Michael Shanks’ Ten Things class at Stanford – which looks like a brilliant application of anthropological and archaeological thinking to design and technology – generated a very interesting project by William Choi and Antoine Sindhu analysing the architectures of control (psychological and physical) designed into both slot machines, and casinos themselves.
From ‘The psychology of the slot machine‘:
[S]lot machines keep players engrossed through a psychological phenomenon known as operant conditioning. What psychologists call the “primary conditioning mechanism” is the inclusion of relatively small payouts in slot machine gameplay. These small payouts provide positive reinforcement to the player … the positive reinforcement provided by the small payouts causes people to continue repeating the behavior. The frequency of payouts is precisely fine-tuned and optimized–a payout rate that is any higher than absolutely necessary cuts down on the casino’s profits.
Slot machines do not stop with a single primary conditioning mechanism. Secondary mechanisms augment the excitement and incentive to continue playing. The most important of these is the inclusion of a system in the machine that yields a high frequency of “near misses,” or situations in which the player believes they have almost won. For example, the slot machine often displays two out of the three jackpot bars, a tremendously stimulating event which has greatly reinforced the player’s behavior at no cost to the casino.

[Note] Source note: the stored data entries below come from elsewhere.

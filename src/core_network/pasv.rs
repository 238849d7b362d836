use crate::constants::status::PASSIVE_MODE;
use crate::core_error::{FtpError, Result};
use crate::core_network::control::ControlChannel;
use crate::core_network::data::PendingData;
use crate::helpers::with_timeout;
use log::debug;
use regex::Regex;
use std::net::{IpAddr, Ipv4Addr, SocketAddrV4};
use std::sync::OnceLock;
use tokio::net::TcpStream;

fn pasv_regex() -> &'static Regex {
    static RE: OnceLock<Regex> = OnceLock::new();
    RE.get_or_init(|| {
        Regex::new(r"(\d{1,3}),\s*(\d{1,3}),\s*(\d{1,3}),\s*(\d{1,3}),\s*(\d{1,3}),\s*(\d{1,3})")
            .unwrap()
    })
}

/// Extracts the data endpoint from `227 Entering Passive Mode (h1,h2,h3,h4,p1,p2)`.
pub fn parse_pasv_reply(text: &str) -> Result<SocketAddrV4> {
    let caps = pasv_regex()
        .captures(text)
        .ok_or_else(|| FtpError::Protocol(format!("invalid PASV reply: {}", text)))?;

    let mut numbers = [0u8; 6];
    for (i, number) in numbers.iter_mut().enumerate() {
        *number = caps[i + 1]
            .parse::<u8>()
            .map_err(|_| FtpError::Protocol(format!("PASV value out of range: {}", text)))?;
    }

    let ip = Ipv4Addr::new(numbers[0], numbers[1], numbers[2], numbers[3]);
    let port = u16::from(numbers[4]) * 256 + u16::from(numbers[5]);
    Ok(SocketAddrV4::new(ip, port))
}

/// Sends `PASV` and connects to the endpoint the server advertises.
pub async fn open_passive(control: &mut ControlChannel) -> Result<PendingData> {
    let reply = control.send_command("PASV", "").await?;
    if reply.code != PASSIVE_MODE {
        return Err(FtpError::from_reply("PASV", "", &reply));
    }

    let mut address = parse_pasv_reply(&reply.text())?;
    // Some servers behind NAT answer 0.0.0.0
    if address.ip().is_unspecified() {
        if let Some(IpAddr::V4(peer)) = control.peer_ip() {
            address.set_ip(peer);
        }
    }

    debug!("Opening passive data connection to {}", address);
    let stream = with_timeout(control.timeout(), "data connect", TcpStream::connect(address)).await?;
    Ok(PendingData::Connected(stream))
}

The article compares the positive reinforcement effect in humans to that shown by B F Skinner‘s classic experiments with rats, where pressing a lever caused pellets to be dispensed, and where the mechanism was very quickly learned. Skinner’s work on behaviour shaping [PDF link] is of great relevance to my forthcoming PhD research, since it’s effectively about ‘teaching’ (or ‘guiding’) the subject (which could be a rat, pigeon or end-user) towards a different set of behaviour, rather than actual coercion. This continuum between persuasion and outright control will, I suspect, be an important part of the research, although as a number of readers have pointed out in the comments here over the last couple of years, persuasion can be as much about control (in a psychological sense) as code or physical product or environmental architecture are in the world outside our minds.
We’ve looked briefly before at casino layouts and tricks, inspired by a piece on Signal vs Noise, but Choi and Sindhu’s ‘Analysis of casino design‘ goes into fascinating detail:
Casinos are generally designed so that patrons must walk through or at least around the periphery of several slot machine blocks to move around the casino, to maximize the customers’ exposure to the exciting sights and sounds of the slot machines, and especially of others winning on the machines … Casino planners know that slot players love to see and hear other people winning on nearby machines, because players hold it as evidence that money can be made on the machines. Thus casinos are designed to have the loosest machines in prominent areas deep within the gambling floor. Areas such as the ends of long rows or near walkways or elevated sections are generally where loose machines are placed. As people walk through the gambling floor, the sights and sounds of people playing on these more liberal machines draw other customers deeper into the slot machine block, where the machines are tighter.
In general, table players do not like the noise of slot machines because they find it distracting … At the same time, however, spouses or partners of table players will often wile away time playing at a nearby slot machine. Thus casinos are planned such that there are slot machines lining walkways around tables. However, these slots are always tight. This cuts down on the noise and distraction to table players, and makes sense because the majority of players on these machines are playing spontaneously, with little expectation of winning. This demonstrates to what degree casino layouts are optimized–in this case, to the point that a complex system is implemented simply to clean up loose change from spontaneous players.
In most Las Vegas casinos, there is a noticeable lack of natural light and of clocks. The gambling floor is always located away from the main entrance out onto the street to minimize the gamblers’ exposure to the outside world … those who are simply walking around the casino are more inclined to start using a machine, because their perceptions of time are manipulated by the design of the casino.
Other features of the casino, including the music, carpeting, and even the air conditioning system, are manipulated to the casino’s advantage. Studies have shown that carpeting is often purposefully jarring to the eyes, which draws customers’ gaze upwards toward the machines on the gambling floor. Music is usually mild and soothing, and plays on a continuous loop rather than individual songs, contributing to a trance-like feeling of warmth and comfort in the gamblers.
Choi and Sindhu go on to discuss the use of coercive atmospherics (Douglas Rushkoff‘s term) – things such as extra oxygen or pheromones pumped into the air – tactics which clearly have been tried – and in retail environments as well as casinos. Although Hunter pointed out in a comment on the SvN post that extra oxygen is not / no longer widely used by the major casinos, the Commercaire website is no longer online (Wayback copy here – switch off images if you want to be able to read it!), and Commercaire’s manufacturers claim to have withdrawn their ‘controversial’ product, if the results claimed [PDF link] – 42% increase in casino revenues – are real, then one might suspect the company has simply changed the way it markets the product (as the ‘Spitting Image’ blog suggests here).